Conceptual rolling If you could roll a ball down a slope with friction, we would all know which direction the ball is rolling. However, say we have a frictionless slope and we roll the ball in the opposite direction and place it on an incline. Would the ball roll down the slope rotating in the opposite direction? My intuition says that it would, because friction is the force that causes rotation, but it doesn't seem to make sense that a ball could roll the wrong way down a slope .
 A: Your intuition is correct. For the ball to change its angular momentum (to go from "backspin" to "forward spin"), there needs to be a net torque acting. There are two forces on the ball: gravity, and the normal force of the slope. Both these forces act through the center of mass - so neither force adds torque.

Without torque, there is no change in angular momentum. So absent any slip, the ball continues with its reverse spin.
A: The direction of the motion at any time $t$ is the direction of the velocity vector $\textbf{v}(t)$ as derived by solving the equations of motion; likewise $\omega(t)$ gives you back the direction of rotation according to the right hand rule.

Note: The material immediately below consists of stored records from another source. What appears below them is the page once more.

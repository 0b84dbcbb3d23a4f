//! CLI command implementations.
//!
//! Each command has a pure `execute` that maps a parsed document to a
//! serializable response, and a `run` that does the file and stdout I/O.

pub mod payroll;
pub mod statement;
pub mod totals;

use std::path::{Path, PathBuf};

use chrono::NaiveDate;
use clap::{ArgGroup, Args};
use serde::de::DeserializeOwned;
use serde::Serialize;
use tracing::debug;

use crate::error::{CliError, CliResult};

// =============================================================================
// Arguments
// =============================================================================

/// Arguments for the totals command.
#[derive(Debug, Args)]
pub struct TotalsArgs {
    /// Order document: `{ items, config?, partyType?, meta? }`
    pub input: PathBuf,

    /// Party type used to pick the tax settings when the order has none
    #[arg(short, long)]
    pub party_type: Option<String>,
}

/// Arguments for the statement command.
#[derive(Debug, Args)]
#[command(group(ArgGroup::new("period").required(true).args(["month", "from"])))]
pub struct StatementArgs {
    /// Records document: `{ repairs, sales }`
    pub input: PathBuf,

    /// Customer to build the statement for
    #[arg(short = 'C', long)]
    pub customer: String,

    /// Calendar month, `YYYY-MM`
    #[arg(short, long)]
    pub month: Option<String>,

    /// First day of the period, `YYYY-MM-DD`
    #[arg(long, requires = "to")]
    pub from: Option<NaiveDate>,

    /// Last day of the period (inclusive), `YYYY-MM-DD`
    #[arg(long, requires = "from")]
    pub to: Option<NaiveDate>,
}

/// Arguments for the payroll command.
#[derive(Debug, Args)]
pub struct PayrollArgs {
    /// Payroll document: `{ period: { start, end }, records }`
    pub input: PathBuf,
}

// =============================================================================
// Shared I/O
// =============================================================================

/// Reads and deserializes a JSON document.
pub fn read_document<T: DeserializeOwned>(path: &Path) -> CliResult<T> {
    let text = std::fs::read_to_string(path).map_err(|source| CliError::Read {
        path: path.to_path_buf(),
        source,
    })?;

    let document = serde_json::from_str(&text).map_err(|source| CliError::Json {
        path: path.to_path_buf(),
        source,
    })?;

    debug!(path = %path.display(), bytes = text.len(), "Read input document");
    Ok(document)
}

/// Writes a response to stdout as pretty JSON.
pub fn print_json<T: Serialize>(value: &T) -> CliResult<()> {
    let json = serde_json::to_string_pretty(value).map_err(CliError::Output)?;
    println!("{json}");
    Ok(())
}
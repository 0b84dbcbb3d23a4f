//! # Error Types
//!
//! Domain-specific error types for tally-core.
//!
//! ## Error Hierarchy
//! ```text
//! ┌─────────────────────────────────────────────────────────────────────────┐
//! │                         Error Types                                     │
//! │                                                                         │
//! │  tally-core errors (this file)                                         │
//! │  ├── CoreError        - Domain errors (periods, lookups)               │
//! │  └── ValidationError  - Input validation failures                      │
//! │                                                                         │
//! │  tally-cli errors (app)                                                │
//! │  └── CliError         - What the operator sees                         │
//! │                                                                         │
//! │  Flow: ValidationError → CoreError → CliError → stderr                 │
//! └─────────────────────────────────────────────────────────────────────────┘
//! ```
//!
//! The order totals engine itself never fails; these errors come from the
//! validation layer in front of it and from period construction.

use chrono::NaiveDate;
use thiserror::Error;

// =============================================================================
// Core Error
// =============================================================================

/// Core business logic errors.
#[derive(Debug, Error)]
pub enum CoreError {
    /// Billing or payroll period ends before it starts.
    #[error("Invalid period: start {start} is after end {end}")]
    InvalidPeriod { start: NaiveDate, end: NaiveDate },

    /// Calendar month does not exist (month outside 1..=12, or year out of range).
    #[error("Invalid month: {year}-{month:02}")]
    InvalidMonth { year: i32, month: u32 },

    /// Validation error (wraps ValidationError).
    #[error("Validation error: {0}")]
    Validation(#[from] ValidationError),
}

// =============================================================================
// Validation Error
// =============================================================================

/// Input validation errors.
///
/// Raised by [`crate::validation`] before data reaches the calculators.
/// Field names use the JSON spelling so the UI can highlight the input.
#[derive(Debug, Error, PartialEq)]
pub enum ValidationError {
    /// A required field is missing or empty.
    #[error("{field} is required")]
    Required { field: String },

    /// Value must not be negative.
    #[error("{field} must not be negative, got {value}")]
    Negative { field: String, value: f64 },

    /// Value is NaN or infinite.
    #[error("{field} must be a finite number")]
    NotFinite { field: String },

    /// Numeric value is out of range.
    #[error("{field} must be between {min} and {max}, got {value}")]
    OutOfRange {
        field: String,
        min: f64,
        max: f64,
        value: f64,
    },

    /// Invalid format (e.g., a date that does not parse).
    #[error("{field} has invalid format: {reason}")]
    InvalidFormat { field: String, reason: String },
}

// =============================================================================
// Result Type Alias
// =============================================================================

/// Convenience type alias for Results with CoreError.
pub type CoreResult<T> = Result<T, CoreError>;

// =============================================================================
// Unit Tests
// =============================================================================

friction is the force that causes rotation

is not entirely correct. Any force with non-zero torque generates rotation according to $\textbf{T}=\dot{\textbf{L}}$ and in the case at hand gravity may do according to the axes of inertia and other symmetries. I do not fully understand your scenario but anyway you should solve together
$$
\textbf{F}=\dot{\textbf{p}},\qquad \textbf{T}=\dot{\textbf{L}}
$$
to derive $\textbf{v}(t)$ and $\omega(t)$ and this will give you the answer.